I just had a set built up with Phil high flange hubs 28 hole front 32 rear on DT Swiss RR1.1 rims. Check out this link http://www.businesscycles.com/ I called and spoke with John (shop owner I believe and the one who built the wheels). He built them just how I wanted and gave me recommendations on spokes, brass vs al nipples etc based on my weight (155) and riding habbits. I ordered them on a Friday and he shipped within a week. The price was $575 plus shipping. They are high quality and relatively light - much lighter than Eclipse which I have had as well. The whole bike ended up weighing 15.9 lbs. Good luck.

Here's a few pics:


----------



## ishmael (Apr 3, 2004)

thanks to all for your advice. I think I'll get the phils and some light rims. what do you think about bladed spokes or maybe a road hub on the front w/ a quick release?


----------



## ishmael (Apr 3, 2004)

sapin are bladed right?


----------



## FTF (Aug 5, 2003)

ishmael said:


> sapin are bladed right?


 Sapim CX-Ray are. Supposedly the most aero spoke there is.


----------



## thegood (Feb 27, 2004)

ishmael said:


> sapin are bladed right?


some are...but I would just go with some nice double-butted straight spokes.


----------



## fixintogo (Nov 14, 2005)

ishmael said:


> thanks to all for your advice. I think I'll get the phils and some light rims. what do you think about bladed spokes or maybe a road hub on the front w/ a quick release?
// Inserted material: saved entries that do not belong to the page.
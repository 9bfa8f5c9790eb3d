use std::collections::BTreeSet;

use regex::Regex;
use tracing::info;

use crate::decode::{RecordDecoder, RecordFormat};
use crate::error::Result;
use crate::locate::Locator;

/// Records between progress notifications on the diagnostic channel.
pub const PROGRESS_INTERVAL: u64 = 100_000;

/// Everything one pipeline invocation needs, built once and immutable
/// thereafter.
#[derive(Debug, Clone)]
pub struct PipelineParams {
    /// Shell-style file name patterns; a file matches if any pattern matches.
    pub file_patterns: Vec<String>,
    /// Top-level directories to scan; each may itself contain wildcards.
    pub top_dirs: Vec<String>,
    /// Directories pruned whole during traversal.
    pub exclusions: BTreeSet<String>,
    /// Regexes applied to each record; empty keeps everything.
    pub grep_patterns: Vec<String>,
    pub format: RecordFormat,
    /// Announce each located file on the diagnostic channel.
    pub announce_files: bool,
}

/// The composed lazy record stream: locate, open, decode, grep, trim.
///
/// Strictly pull-based; nothing upstream advances until the consumer asks for
/// the next record, and dropping the stream mid-iteration closes whatever
/// source is open. Owns its record counter, so concurrent pipeline instances
/// never share state.
pub struct Pipeline {
    records: RecordDecoder<Locator>,
    greps: Vec<Regex>,
    seen: u64,
}

impl Pipeline {
    /// Validate the parameters and build the stream. Configuration errors
    /// (bad pattern, bad regex) surface here, before any file is touched.
    pub fn run(params: &PipelineParams) -> Result<Self> {
        let greps = params
            .grep_patterns
            .iter()
            .map(|p| Regex::new(p))
            .collect::<std::result::Result<Vec<_>, _>>()?;
        let locator = Locator::new(
            params.top_dirs.clone(),
            params.exclusions.clone(),
            &params.file_patterns,
            params.announce_files,
        )?;
        Ok(Self {
            records: RecordDecoder::new(locator, params.format),
            greps,
            seen: 0,
        })
    }
}

impl Iterator for Pipeline {
    type Item = Result<String>;

    fn next(&mut self) -> Option<Self::Item> {
        loop {
            match self.records.next()? {
                Ok(line) => {
                    if !self.greps.is_empty() && !self.greps.iter().any(|re| re.is_match(&line)) {
                        continue;
                    }
                    self.seen += 1;
                    if self.seen % PROGRESS_INTERVAL == 0 {
                        info!(records = self.seen, "pipeline progress");
                    }
                    return Some(Ok(line.trim().to_string()));
                }
                Err(e) => return Some(Err(e)),
            }
        }
    }
}

#[cfg(test)]
mod tests {
    use super::*;
    use std::fs;
    use tempfile::TempDir;

    fn params(top: &std::path::Path) -> PipelineParams {
        PipelineParams {
            file_patterns: vec!["*.log".to_string()],
            top_dirs: vec![top.to_string_lossy().to_string()],
            exclusions: BTreeSet::new(),
            grep_patterns: Vec::new(),
            format: RecordFormat::None,
            announce_files: false,
        }
    }

    #[test]
    fn records_are_trimmed() {
        let tmp = TempDir::new().unwrap();
        fs::write(tmp.path().join("a.log"), "  padded  \nplain\n").unwrap();

        let out: Vec<String> = Pipeline::run(&params(tmp.path()))
            .unwrap()
            .map(|r| r.unwrap())
            .collect();
        assert_eq!(out, vec!["padded", "plain"]);
    }

    #[test]
    fn grep_patterns_filter_the_stream() {
        let tmp = TempDir::new().unwrap();
        fs::write(tmp.path().join("a.log"), "keep this\ndrop that\nkeep too\n").unwrap();

        let mut p = params(tmp.path());
        p.grep_patterns = vec!["^keep".to_string()];
        let out: Vec<String> = Pipeline::run(&p).unwrap().map(|r| r.unwrap()).collect();
        assert_eq!(out, vec!["keep this", "keep too"]);
    }

    #[test]
    fn bad_grep_pattern_fails_at_construction() {
        let tmp = TempDir::new().unwrap();
        let mut p = params(tmp.path());
        p.grep_patterns = vec!["(unclosed".to_string()];
        assert!(Pipeline::run(&p).is_err());
    }

    #[test]
    fn early_termination_is_clean() {
        let tmp = TempDir::new().unwrap();
        fs::write(tmp.path().join("a.log"), "one\ntwo\nthree\n").unwrap();

        let mut stream = Pipeline::run(&params(tmp.path())).unwrap();
        let first = stream.next().unwrap().unwrap();
        assert_eq!(first, "one");
        // Abandoning the stream drops the open source.
        drop(stream);
    }
}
Excellent choice in hub. Personally, I'd opt for non-bladed spokes. Three reasons:
a) replacements can be difficult to find when traveling with your bike.
b) Murphy's law dictates that you always break spokes when traveling with your bike. 
c) any ham-fisted bike mechanic in America can install, tension, and true good ol' DT Swiss spokes, but I'd be cautious about letting anyone replace a rear drive-side blade who didn't know what he or she was doing. 

I'd also go with the high-flange track hub up front and forgo the QR. Three reasons:
a) You want the high flanges for strength and wicked cool looks. Fly your fixed flag high! 
b) You're gonna have to carry the wrench for the rear wheel anyway. 
c) If you ever decide to do any 'drome riding, they don't allow QRs.


----------